Lives of “Quiet Desperation”: More on Jailhouse Lawyers
by Jamison Koehler on April 5, 2011
Over at Chicago Criminal Defense, Marcus Schantz writes about the challenge of representing an incarcerated client who fancies himself a lawyer. With much at stake, time on his hands, and access to a prison “library” (often a converted broom closet with a few outdated law books), a client might spend hours poring over law books, drafting motions, and developing strategies for his case.
While the success of jailhouse lawyers such as Jabbar Collins is extremely rare, these efforts will occasionally bear fruit in minor ways. As Schantz writes, “I have had a couple of clients that found case law that helped me prior to a motion hearing. I am not afraid to admit that I don’t know everything or have read every case on any given topic. Thus, in a few instances, the extra help was appreciated.”
More often than not, however, the extra help can be a burden. Clients don’t understand legal principles, the rules of evidence, and criminal procedure, and Schantz says that he often spends an inordinate amount of time explaining to the client – and then to the client’s family and friends – why a particular litigation plan won’t work. “In some of my cases, Schantz writes, “I have spent more time teaching the law than actually practicing it. And it’s very frustrating. No one seems to understand that credible testimony alone can be enough to prove up an entire case.”
Clients untrained in the law can come up with some wacky theories: The case is going to be dismissed because the police officer didn’t read me my Miranda rights. Because I pleaded guilty every other time I was arrested, the fact that I am contesting the charges this time will surely convince the judge or jury of my innocence. Or, in the example Schantz uses, how can I be convicted of armed robbery when the firearm was never recovered?
Insistence on such a theory not only poses an extra burden on the defense attorney, it can also get in the way of a favorable plea bargain.
I have no idea what percentage of Schantz’ clients are from court appointments. But, based on my experience as a public defender and comparing that to my current experience as a private lawyer, I am guessing that a greater percentage of the self-help lawyers in prison are indigent.

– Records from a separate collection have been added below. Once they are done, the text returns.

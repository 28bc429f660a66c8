use std::future::Future;
use std::ops::ControlFlow;
use std::time::Duration;

use tokio::task::JoinHandle;
use tokio::time::{Instant, interval_at};

/// Repeating tick source backed by a tokio task.
///
/// The task is aborted on `cancel()` and on drop, so a session torn down
/// mid-countdown never leaves a timer firing.
#[derive(Debug, Default)]
pub(crate) struct TickTimer {
    handle: Option<JoinHandle<()>>,
}

impl TickTimer {
    /// Call `on_tick` every `period`, starting one period from now, until it
    /// returns `ControlFlow::Break` or the timer is cancelled.
    ///
    /// Must be called from within a tokio runtime.
    pub(crate) fn spawn<F, Fut>(period: Duration, mut on_tick: F) -> Self
    where
        F: FnMut() -> Fut + Send + 'static,
        Fut: Future<Output = ControlFlow<()>> + Send + 'static,
    {
        let handle = tokio::spawn(async move {
            let mut ticks = interval_at(Instant::now() + period, period);
            loop {
                ticks.tick().await;
                if on_tick().await.is_break() {
                    break;
                }
            }
        });
        Self {
            handle: Some(handle),
        }
    }

    pub(crate) fn cancel(&mut self) {
        if let Some(handle) = self.handle.take() {
            handle.abort();
        }
    }

    pub(crate) fn is_running(&self) -> bool {
        self.handle
            .as_ref()
            .is_some_and(|handle| !handle.is_finished())
    }
}

impl Drop for TickTimer {
    fn drop(&mut self) {
        self.cancel();
    }
}

#[cfg(test)]
mod tests {
    use super::*;
    use std::sync::Arc;
    use std::sync::atomic::{AtomicU32, Ordering};

    #[tokio::test(start_paused = true)]
    async fn ticks_once_per_period_until_break() {
        let count = Arc::new(AtomicU32::new(0));
        let counter = Arc::clone(&count);
        let timer = TickTimer::spawn(Duration::from_secs(1), move || {
            let counter = Arc::clone(&counter);
            async move {
                if counter.fetch_add(1, Ordering::SeqCst) + 1 >= 3 {
                    ControlFlow::Break(())
                } else {
                    ControlFlow::Continue(())
                }
            }
        });

        tokio::time::sleep(Duration::from_millis(10_500)).await;
        assert_eq!(count.load(Ordering::SeqCst), 3);
        assert!(!timer.is_running());
    }

    #[tokio::test(start_paused = true)]
    async fn cancel_stops_ticks() {
        let count = Arc::new(AtomicU32::new(0));
        let counter = Arc::clone(&count);
        let mut timer = TickTimer::spawn(Duration::from_secs(1), move || {
            let counter = Arc::clone(&counter);
            async move {
                counter.fetch_add(1, Ordering::SeqCst);
                ControlFlow::Continue(())
            }
        });

        tokio::time::sleep(Duration::from_millis(2_500)).await;
        timer.cancel();
        tokio::time::sleep(Duration::from_secs(5)).await;
        assert_eq!(count.load(Ordering::SeqCst), 2);
        assert!(!timer.is_running());
    }
}
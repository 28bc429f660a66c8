use serde::{Deserialize, Serialize};

/// Result record returned by the grading backend.
///
/// Fields other than `success` are optional on the wire; a failure response
/// typically carries only `success: false` and `error`.
#[derive(Debug, Clone, PartialEq, Serialize, Deserialize)]
pub struct SubmissionResult {
    pub success: bool,
    #[serde(default)]
    pub score: f64,
    #[serde(default)]
    pub correct_answers: u32,
    #[serde(default)]
    pub total_questions: u32,
    #[serde(default)]
    pub strong_points: Vec<String>,
    #[serde(default)]
    pub weak_points: Vec<String>,
    #[serde(default, skip_serializing_if = "Option::is_none")]
    pub error: Option<String>,
    #[serde(default, skip_serializing_if = "Option::is_none")]
    pub result_id: Option<u64>,
}

impl SubmissionResult {
    #[must_use]
    pub fn band(&self) -> ScoreBand {
        ScoreBand::from_score(self.score)
    }

    #[must_use]
    pub fn has_weak_points(&self) -> bool {
        !self.weak_points.is_empty()
    }
}

/// Coarse grading of a score, used to pick result messaging.
#[derive(Debug, Clone, Copy, PartialEq, Eq)]
pub enum ScoreBand {
    Excellent,
    Good,
    KeepPracticing,
}

impl ScoreBand {
    #[must_use]
    pub fn from_score(score: f64) -> Self {
        if score >= 80.0 {
            Self::Excellent
        } else if score >= 60.0 {
            Self::Good
        } else {
            Self::KeepPracticing
        }
    }
}

#[cfg(test)]
mod tests {
    use super::*;

    #[test]
    fn failure_response_parses_with_defaults() {
        let raw = r#"{"success": false, "error": "invalid session"}"#;
        let result: SubmissionResult = serde_json::from_str(raw).unwrap();
        assert!(!result.success);
        assert_eq!(result.error.as_deref(), Some("invalid session"));
        assert!(result.strong_points.is_empty());
        assert_eq!(result.result_id, None);
    }

    #[test]
    fn band_boundaries() {
        assert_eq!(ScoreBand::from_score(80.0), ScoreBand::Excellent);
        assert_eq!(ScoreBand::from_score(79.99), ScoreBand::Good);
        assert_eq!(ScoreBand::from_score(60.0), ScoreBand::Good);
        assert_eq!(ScoreBand::from_score(12.5), ScoreBand::KeepPracticing);
    }
}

Here’s my theory: People don’t value what they don’t pay for. And if you can’t afford to hire your own lawyer, you are suspicious of the motivations of the person appointed to represent you. If you are such a good lawyer, for example, why are taking court appointments? Many defendants are also convinced that, because public defenders and court-appointed lawyers are paid by the government, their true loyalty is to the system. And if you are facing a long prison term, have no ability to hire a lawyer of your own choosing, and have no confidence in the lawyer who has been appointed to represent you, you really have no choice but to try to take the matter into your own hands. Henry David Thoreau could very well have been speaking of prison inmates when he wrote that the “mass of men lead lives of quiet desperation.” The prison library begins to look like your only life line.
It is a different dynamic when the client chooses his own lawyer. Every instinct in the client’s body tells him to trust a lawyer he has hired on his own. After all, how else can you justify the tremendous expenditure of resources?
My brother-in-law, a former federal prosecutor in D.C. and then Virginia, tells the story of the one of the best criminal defense lawyers he ever faced who occasionally took on a court-appointed case, usually as a favor to a judge. People fought to retain the services of this lawyer in the legal marketplace. At the same time, my brother-in-law recalls overhearing a defendant represented by this lawyer complain bitterly about his court-appointed lawyer. He was the same lawyer, whether court-appointed or retained. The only difference was in the mind of the defendant.
The major problem with my theory, of course, is that it is difficult to test. With lower rates of the recidivism that would put them back into prison, and with the means to secure their freedom through the posting of bond, there are significantly fewer people with money actually sitting in prison awaiting trial. There is thus only a very small sample through which to test the theory.